TO DO
Could you count how many lines of the data include "trace" and answer with the number only?

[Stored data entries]
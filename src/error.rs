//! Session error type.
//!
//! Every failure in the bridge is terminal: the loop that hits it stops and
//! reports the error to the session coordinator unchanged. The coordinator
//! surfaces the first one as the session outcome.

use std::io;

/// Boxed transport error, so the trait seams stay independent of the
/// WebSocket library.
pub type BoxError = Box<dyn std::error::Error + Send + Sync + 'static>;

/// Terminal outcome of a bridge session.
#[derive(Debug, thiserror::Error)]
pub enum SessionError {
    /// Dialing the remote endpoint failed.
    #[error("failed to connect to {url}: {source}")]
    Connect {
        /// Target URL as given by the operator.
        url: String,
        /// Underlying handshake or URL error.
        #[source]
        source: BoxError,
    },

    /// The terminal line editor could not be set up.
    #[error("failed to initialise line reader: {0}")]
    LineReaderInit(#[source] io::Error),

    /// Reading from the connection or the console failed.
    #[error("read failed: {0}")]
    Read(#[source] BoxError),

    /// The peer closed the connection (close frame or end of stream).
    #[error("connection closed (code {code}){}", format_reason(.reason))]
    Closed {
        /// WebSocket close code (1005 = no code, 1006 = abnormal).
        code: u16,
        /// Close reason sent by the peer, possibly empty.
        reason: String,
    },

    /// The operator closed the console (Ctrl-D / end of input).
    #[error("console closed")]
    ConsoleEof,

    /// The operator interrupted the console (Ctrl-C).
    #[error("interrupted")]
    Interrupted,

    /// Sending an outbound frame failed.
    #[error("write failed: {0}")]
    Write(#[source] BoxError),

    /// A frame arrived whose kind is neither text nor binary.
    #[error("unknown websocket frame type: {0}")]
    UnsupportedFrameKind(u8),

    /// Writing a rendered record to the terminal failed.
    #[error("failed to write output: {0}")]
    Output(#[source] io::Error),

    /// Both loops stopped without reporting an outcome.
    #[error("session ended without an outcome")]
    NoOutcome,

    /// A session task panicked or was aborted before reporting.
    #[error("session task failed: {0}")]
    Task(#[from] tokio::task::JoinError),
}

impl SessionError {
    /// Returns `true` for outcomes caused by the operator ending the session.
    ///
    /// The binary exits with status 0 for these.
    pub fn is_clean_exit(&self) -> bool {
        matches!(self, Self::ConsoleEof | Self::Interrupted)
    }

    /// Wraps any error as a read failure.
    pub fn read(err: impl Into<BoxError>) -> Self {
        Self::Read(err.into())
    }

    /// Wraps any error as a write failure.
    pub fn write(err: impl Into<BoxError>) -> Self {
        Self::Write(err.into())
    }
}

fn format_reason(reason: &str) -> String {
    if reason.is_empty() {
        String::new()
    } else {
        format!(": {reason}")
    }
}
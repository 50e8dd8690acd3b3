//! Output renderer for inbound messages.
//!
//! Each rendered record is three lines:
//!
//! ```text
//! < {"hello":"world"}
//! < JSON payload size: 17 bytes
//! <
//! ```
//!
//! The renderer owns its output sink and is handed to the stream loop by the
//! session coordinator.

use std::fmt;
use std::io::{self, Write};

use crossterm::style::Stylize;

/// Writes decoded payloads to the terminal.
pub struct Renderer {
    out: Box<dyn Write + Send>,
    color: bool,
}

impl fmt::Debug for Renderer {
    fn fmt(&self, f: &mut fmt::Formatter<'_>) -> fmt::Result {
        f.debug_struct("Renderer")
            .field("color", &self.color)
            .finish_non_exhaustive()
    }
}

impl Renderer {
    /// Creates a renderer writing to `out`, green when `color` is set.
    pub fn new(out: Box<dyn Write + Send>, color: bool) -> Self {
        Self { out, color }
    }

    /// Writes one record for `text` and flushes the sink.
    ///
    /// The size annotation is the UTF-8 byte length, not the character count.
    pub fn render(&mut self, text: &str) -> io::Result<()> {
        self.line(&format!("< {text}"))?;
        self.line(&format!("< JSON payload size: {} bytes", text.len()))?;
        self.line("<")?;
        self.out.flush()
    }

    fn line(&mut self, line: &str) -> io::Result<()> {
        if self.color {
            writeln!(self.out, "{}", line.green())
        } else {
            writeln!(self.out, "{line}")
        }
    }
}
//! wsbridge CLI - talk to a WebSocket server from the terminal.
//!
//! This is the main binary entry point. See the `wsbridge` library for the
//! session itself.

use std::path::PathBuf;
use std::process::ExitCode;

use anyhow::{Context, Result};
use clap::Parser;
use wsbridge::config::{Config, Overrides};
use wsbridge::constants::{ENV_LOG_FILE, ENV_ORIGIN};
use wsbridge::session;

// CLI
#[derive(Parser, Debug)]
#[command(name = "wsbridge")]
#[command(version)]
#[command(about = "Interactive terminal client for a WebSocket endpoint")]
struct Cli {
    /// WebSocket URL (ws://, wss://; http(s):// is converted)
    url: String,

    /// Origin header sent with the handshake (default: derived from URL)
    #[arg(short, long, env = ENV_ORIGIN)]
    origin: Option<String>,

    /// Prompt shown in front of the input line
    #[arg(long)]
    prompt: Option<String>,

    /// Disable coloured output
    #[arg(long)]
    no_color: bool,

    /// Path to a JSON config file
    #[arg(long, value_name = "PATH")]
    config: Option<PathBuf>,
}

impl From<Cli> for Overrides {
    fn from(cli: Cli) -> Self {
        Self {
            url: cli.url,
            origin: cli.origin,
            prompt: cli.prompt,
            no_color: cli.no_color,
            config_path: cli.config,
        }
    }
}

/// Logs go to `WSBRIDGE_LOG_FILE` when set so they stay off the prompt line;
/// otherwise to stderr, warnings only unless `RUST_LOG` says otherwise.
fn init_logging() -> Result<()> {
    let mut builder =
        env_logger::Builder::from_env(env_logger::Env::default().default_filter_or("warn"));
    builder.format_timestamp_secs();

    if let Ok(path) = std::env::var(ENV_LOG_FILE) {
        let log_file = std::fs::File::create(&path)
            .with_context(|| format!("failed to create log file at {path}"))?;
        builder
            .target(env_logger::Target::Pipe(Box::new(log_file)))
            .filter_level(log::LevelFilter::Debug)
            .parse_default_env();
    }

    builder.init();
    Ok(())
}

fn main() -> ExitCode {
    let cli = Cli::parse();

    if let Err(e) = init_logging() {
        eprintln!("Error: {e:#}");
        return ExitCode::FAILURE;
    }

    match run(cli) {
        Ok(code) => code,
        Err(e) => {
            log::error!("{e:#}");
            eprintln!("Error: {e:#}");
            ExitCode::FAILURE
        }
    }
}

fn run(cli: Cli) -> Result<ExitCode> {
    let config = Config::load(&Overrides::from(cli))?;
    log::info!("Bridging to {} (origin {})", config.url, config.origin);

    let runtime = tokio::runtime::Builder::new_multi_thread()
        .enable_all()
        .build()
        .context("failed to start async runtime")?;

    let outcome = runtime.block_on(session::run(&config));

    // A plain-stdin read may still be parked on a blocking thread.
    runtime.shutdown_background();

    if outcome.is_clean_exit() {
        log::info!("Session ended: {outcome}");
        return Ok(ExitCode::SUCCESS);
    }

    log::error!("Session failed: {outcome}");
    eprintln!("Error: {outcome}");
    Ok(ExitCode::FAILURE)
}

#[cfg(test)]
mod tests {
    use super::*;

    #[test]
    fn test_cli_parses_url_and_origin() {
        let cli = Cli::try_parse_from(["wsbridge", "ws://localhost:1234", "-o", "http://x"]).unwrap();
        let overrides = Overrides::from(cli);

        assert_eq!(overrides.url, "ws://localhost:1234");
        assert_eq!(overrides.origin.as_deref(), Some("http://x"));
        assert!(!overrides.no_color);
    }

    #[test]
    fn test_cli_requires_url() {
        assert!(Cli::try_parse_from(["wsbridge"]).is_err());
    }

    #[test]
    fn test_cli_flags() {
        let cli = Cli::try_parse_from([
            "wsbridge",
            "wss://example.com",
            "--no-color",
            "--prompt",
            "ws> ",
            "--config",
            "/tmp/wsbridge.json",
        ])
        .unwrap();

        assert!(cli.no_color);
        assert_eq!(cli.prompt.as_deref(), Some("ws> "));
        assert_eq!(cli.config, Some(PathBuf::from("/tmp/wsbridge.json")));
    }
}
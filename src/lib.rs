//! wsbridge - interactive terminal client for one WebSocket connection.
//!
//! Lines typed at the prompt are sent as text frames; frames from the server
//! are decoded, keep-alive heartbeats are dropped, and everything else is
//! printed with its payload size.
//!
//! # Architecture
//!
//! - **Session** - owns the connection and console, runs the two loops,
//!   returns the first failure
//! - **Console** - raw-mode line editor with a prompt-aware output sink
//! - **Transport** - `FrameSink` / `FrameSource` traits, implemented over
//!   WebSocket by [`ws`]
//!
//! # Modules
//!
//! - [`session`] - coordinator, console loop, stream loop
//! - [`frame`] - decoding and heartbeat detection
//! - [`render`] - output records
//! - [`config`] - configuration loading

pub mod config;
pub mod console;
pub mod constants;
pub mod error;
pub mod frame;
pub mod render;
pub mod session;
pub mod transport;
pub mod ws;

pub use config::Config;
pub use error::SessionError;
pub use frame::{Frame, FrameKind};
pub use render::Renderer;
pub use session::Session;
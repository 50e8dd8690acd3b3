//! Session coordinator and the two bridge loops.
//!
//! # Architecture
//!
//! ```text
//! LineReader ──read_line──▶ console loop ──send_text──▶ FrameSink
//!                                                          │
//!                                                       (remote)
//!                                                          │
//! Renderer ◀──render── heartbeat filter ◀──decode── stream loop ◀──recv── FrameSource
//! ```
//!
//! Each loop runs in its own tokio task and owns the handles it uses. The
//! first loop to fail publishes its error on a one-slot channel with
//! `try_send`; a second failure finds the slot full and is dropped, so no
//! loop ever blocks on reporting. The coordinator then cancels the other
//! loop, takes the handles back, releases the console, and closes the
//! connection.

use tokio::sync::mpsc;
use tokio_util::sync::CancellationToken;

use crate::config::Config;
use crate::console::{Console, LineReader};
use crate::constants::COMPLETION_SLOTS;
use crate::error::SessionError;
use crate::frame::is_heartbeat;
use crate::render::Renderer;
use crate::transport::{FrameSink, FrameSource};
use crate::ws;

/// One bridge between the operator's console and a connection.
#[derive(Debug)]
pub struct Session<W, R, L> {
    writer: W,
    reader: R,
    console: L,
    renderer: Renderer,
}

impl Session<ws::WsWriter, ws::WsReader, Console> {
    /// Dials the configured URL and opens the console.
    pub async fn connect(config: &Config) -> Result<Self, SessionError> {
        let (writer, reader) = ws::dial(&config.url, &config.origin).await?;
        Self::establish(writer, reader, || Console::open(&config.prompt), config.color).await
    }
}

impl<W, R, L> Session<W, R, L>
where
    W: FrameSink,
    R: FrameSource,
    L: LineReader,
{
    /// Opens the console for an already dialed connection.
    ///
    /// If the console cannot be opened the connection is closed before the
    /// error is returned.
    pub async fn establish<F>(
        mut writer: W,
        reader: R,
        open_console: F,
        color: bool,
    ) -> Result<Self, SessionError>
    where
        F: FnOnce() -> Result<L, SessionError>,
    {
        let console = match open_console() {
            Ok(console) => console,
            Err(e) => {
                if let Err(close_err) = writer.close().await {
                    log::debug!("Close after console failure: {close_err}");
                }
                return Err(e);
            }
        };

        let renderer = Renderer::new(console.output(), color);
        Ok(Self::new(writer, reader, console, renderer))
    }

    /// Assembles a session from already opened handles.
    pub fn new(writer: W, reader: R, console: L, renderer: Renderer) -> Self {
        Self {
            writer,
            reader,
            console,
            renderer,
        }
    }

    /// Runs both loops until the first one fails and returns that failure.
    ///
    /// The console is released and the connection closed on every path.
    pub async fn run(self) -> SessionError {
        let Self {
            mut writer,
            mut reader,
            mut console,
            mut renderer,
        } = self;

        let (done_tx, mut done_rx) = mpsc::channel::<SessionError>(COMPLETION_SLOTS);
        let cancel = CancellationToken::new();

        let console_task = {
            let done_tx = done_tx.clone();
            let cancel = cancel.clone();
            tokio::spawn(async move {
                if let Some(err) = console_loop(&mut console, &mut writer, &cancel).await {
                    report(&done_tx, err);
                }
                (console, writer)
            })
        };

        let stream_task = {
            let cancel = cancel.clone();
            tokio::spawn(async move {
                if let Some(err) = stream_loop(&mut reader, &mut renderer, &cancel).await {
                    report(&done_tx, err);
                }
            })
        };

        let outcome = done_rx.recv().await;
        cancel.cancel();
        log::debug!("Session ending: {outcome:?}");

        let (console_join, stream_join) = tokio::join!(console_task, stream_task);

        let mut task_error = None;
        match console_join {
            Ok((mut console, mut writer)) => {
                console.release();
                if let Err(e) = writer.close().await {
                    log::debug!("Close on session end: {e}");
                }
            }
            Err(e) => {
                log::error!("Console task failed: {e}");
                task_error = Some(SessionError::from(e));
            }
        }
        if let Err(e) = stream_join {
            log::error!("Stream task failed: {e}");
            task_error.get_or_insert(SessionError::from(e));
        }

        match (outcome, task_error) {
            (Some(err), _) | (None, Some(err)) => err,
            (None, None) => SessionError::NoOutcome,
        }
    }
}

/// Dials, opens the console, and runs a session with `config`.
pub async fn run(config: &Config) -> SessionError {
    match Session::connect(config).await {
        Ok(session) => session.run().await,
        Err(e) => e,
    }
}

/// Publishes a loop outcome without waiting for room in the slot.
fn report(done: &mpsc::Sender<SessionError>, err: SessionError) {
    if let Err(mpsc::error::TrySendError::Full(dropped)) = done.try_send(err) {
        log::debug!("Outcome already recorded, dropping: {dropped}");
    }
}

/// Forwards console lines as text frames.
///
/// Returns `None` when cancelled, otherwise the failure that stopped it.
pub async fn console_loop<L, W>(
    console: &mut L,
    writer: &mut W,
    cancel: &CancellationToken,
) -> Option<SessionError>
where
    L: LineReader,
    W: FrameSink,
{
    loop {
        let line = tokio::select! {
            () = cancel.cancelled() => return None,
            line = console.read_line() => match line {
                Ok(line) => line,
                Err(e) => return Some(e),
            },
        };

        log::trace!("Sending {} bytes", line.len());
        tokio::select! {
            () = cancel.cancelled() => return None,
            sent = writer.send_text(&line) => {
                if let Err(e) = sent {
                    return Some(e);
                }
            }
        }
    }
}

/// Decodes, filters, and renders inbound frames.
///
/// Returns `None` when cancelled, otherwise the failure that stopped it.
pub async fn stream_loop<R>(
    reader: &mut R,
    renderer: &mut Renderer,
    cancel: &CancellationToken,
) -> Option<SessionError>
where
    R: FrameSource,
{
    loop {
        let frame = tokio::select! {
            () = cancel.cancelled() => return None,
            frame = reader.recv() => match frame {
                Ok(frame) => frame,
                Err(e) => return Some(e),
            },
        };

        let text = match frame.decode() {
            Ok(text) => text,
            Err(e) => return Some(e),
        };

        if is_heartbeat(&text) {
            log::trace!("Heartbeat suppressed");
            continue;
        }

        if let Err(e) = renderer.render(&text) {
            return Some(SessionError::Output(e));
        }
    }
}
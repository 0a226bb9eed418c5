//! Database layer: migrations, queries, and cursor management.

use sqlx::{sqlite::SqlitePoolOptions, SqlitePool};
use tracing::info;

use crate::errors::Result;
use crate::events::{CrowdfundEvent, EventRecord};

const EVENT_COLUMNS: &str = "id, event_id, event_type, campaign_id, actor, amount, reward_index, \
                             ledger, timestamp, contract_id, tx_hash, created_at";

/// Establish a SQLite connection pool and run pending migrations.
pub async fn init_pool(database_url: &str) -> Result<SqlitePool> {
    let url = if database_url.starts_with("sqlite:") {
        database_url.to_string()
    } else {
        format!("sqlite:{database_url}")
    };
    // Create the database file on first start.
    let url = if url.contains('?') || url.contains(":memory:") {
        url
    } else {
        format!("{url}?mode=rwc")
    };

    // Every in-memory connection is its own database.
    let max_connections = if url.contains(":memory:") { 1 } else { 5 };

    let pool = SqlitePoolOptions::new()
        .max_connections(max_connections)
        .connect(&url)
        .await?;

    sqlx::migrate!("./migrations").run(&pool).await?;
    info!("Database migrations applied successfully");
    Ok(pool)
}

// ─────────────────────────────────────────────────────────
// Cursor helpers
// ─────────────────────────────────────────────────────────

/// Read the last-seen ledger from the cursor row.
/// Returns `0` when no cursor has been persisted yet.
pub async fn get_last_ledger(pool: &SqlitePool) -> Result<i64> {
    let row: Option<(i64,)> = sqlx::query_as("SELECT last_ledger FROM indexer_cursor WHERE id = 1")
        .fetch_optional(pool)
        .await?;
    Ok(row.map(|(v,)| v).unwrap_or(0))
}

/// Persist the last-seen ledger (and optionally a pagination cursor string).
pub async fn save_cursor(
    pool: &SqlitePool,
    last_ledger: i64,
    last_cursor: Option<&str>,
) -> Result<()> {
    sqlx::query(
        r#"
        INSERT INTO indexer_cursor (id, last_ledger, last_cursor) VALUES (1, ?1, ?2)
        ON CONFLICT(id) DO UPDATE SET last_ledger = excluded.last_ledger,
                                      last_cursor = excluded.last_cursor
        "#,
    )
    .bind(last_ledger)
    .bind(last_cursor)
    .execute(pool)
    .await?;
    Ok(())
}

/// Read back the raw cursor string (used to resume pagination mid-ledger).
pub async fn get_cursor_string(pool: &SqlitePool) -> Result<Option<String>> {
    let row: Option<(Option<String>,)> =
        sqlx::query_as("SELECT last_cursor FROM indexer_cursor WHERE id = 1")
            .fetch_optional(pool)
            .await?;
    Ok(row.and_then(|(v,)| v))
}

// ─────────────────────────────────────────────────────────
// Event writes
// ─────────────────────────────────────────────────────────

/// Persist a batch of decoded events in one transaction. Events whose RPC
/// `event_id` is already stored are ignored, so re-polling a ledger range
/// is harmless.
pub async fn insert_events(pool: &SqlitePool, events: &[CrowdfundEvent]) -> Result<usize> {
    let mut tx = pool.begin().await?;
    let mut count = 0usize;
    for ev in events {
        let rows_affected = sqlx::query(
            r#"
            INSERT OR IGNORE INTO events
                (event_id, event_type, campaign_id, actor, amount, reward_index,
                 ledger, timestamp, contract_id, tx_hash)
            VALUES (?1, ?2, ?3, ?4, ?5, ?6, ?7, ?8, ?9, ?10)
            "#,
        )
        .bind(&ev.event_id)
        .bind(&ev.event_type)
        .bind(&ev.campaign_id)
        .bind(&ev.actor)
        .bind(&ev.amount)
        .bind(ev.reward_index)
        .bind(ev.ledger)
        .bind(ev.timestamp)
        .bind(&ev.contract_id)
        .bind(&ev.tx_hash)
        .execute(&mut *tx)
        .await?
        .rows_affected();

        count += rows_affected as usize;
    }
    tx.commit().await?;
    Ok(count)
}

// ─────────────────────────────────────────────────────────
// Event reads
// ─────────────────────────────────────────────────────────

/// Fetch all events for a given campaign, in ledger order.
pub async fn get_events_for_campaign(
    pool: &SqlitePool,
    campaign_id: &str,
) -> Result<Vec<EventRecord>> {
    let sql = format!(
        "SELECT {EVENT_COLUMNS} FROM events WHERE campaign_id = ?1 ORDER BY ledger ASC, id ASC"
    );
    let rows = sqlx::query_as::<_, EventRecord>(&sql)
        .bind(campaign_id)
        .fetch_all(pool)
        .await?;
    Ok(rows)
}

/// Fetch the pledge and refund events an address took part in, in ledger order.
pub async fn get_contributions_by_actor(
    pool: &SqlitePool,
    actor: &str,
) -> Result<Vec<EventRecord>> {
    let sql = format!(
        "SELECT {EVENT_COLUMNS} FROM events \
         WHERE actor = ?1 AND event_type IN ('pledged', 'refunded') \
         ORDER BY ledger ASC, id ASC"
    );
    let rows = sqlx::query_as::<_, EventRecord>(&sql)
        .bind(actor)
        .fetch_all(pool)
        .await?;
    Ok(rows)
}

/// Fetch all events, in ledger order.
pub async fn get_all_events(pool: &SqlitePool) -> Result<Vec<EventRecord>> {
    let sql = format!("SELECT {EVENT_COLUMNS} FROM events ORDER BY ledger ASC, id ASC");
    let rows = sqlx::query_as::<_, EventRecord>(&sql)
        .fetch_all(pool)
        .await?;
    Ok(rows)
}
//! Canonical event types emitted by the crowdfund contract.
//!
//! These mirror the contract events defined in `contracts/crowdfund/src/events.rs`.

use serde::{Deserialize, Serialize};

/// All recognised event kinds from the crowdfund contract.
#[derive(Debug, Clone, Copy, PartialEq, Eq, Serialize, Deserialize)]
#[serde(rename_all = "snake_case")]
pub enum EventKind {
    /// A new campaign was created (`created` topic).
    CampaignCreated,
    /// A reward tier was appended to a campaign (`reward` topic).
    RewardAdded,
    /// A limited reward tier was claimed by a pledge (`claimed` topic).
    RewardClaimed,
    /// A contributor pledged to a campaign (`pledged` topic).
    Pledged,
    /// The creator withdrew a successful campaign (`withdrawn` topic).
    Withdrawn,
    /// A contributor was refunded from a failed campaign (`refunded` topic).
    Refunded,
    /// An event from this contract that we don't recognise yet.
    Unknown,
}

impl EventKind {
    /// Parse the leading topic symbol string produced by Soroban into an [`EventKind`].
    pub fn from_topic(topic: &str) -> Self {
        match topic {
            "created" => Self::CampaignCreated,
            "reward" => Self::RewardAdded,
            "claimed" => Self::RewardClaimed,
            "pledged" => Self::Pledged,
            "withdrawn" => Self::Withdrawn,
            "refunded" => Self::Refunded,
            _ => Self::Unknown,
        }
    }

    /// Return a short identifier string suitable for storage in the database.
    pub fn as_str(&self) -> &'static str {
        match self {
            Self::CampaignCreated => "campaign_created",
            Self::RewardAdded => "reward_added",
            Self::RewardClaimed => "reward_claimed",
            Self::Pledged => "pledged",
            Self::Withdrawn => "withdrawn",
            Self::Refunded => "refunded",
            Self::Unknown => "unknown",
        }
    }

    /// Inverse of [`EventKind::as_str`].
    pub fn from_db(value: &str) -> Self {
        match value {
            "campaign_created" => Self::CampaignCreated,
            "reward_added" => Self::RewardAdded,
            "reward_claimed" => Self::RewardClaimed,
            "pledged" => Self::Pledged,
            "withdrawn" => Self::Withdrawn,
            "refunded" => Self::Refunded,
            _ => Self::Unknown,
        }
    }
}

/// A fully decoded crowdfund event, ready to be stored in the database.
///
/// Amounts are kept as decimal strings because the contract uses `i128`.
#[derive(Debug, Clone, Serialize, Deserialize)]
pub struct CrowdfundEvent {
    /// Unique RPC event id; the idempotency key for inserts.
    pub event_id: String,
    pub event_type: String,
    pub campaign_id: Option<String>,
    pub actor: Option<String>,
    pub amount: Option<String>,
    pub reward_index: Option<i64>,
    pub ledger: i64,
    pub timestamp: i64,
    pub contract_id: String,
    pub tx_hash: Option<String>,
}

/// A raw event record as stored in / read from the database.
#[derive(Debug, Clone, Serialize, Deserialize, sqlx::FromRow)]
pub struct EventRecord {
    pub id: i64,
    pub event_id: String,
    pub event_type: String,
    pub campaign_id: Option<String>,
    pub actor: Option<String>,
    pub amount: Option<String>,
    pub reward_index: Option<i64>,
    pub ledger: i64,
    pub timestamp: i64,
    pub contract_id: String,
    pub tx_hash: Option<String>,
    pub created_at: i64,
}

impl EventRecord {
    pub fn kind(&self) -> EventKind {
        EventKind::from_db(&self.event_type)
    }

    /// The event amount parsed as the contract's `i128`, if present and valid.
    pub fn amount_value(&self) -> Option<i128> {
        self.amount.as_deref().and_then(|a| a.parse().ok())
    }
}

TASK RESULT
2